We are testing Kubernetes on two levels of scale: 100 nodes and 5000 nodes.
Given that Kubernetes scalability is a multidimensional problem, we are
obviously trying to exercise many other dimensions in our tests.

However, all our scalability tests are performed on the cluster with just
a single large control-plane machine (VM) with all control-plane components
running that machine.
The single large machine provides sufficient scalability to let us run
our load tests on a cluster with 5000 nodes.

The control-plane VM used for testing 5000-node clusters has 64 cores,
256 GB of RAM and is backed by 200GB SSD persistent disk. Public cloud
providers typically support even large machines, so as a user you still
have some slack here.

We are also running a `simulated` clusters ([Kubemark]) where the control
plane VM is set up the same was as in regular cluster, but many simulated
nodes are running on a single VM (to simmulate 5000 node clusters, we run
~80 machines with 60-ish hollow-nodes per machine). However, those are
currently somewhat auxiliary and release validation is done using a regular
clusters setup on GCE cloud provider.

[Kubemark]: https://github.com/kubernetes/community/blob/master/contributors/devel/sig-scalability/kubemark-guide.md


### Why you are not testing HA cluster (with multiple control-plane instances)?

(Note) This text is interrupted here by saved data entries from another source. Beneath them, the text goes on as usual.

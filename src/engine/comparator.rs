//! Key ordering for engine namespaces

use std::cmp::Ordering;

/// Total order over the raw keys of one namespace.
///
/// A namespace is bound to its comparator for its whole lifetime. The
/// comparator may become usable later than the namespace is opened: until
/// [`KeyComparator::is_ready`] reports true, every operation on the
/// namespace fails with `ComparatorNotReady` instead of ordering keys.
pub trait KeyComparator: Send + Sync {
    /// Stable name, for logs
    fn name(&self) -> &str;

    fn compare(&self, a: &[u8], b: &[u8]) -> Ordering;

    fn is_ready(&self) -> bool {
        true
    }
}

/// Unsigned lexicographic byte order
#[derive(Debug, Default, Clone, Copy)]
pub struct BytewiseComparator;

impl KeyComparator for BytewiseComparator {
    fn name(&self) -> &str {
        "bytewise"
    }

    fn compare(&self, a: &[u8], b: &[u8]) -> Ordering {
        a.cmp(b)
    }
}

Honestly, we would like to. But we are lacking capacity to do that.
The main reason is the tooling to setup cluster - we are still relying on
kube-up and a bunch of knobs we have there. And kube-up doesn't really
support HA clusters. However, migration to anything else is a lot of work.
At the same time we would like to do that consistently for all other jobs
running on GCE (which all of still rely on kube-up).

We are aware that this is a gap in our testing for several reasons, including:
* large production clusters generally run at least 3 control plane instances to
  ensure tolerance to outages of individual instances, zero-downtime upgrade etc.
  we should be testing what users are doing in real life.
* etcd is RAFT-based so a cluster of etcd instance have slightly different
  performance characteristics that a single etcd server
* distributed systems often show different performance characteristics when the
  components are separate by a network
* distributed system may be affected by inconsistency of caches

Noting difference between various configuration is also important as this
can give indications which optimizations would have the best return-on-investments.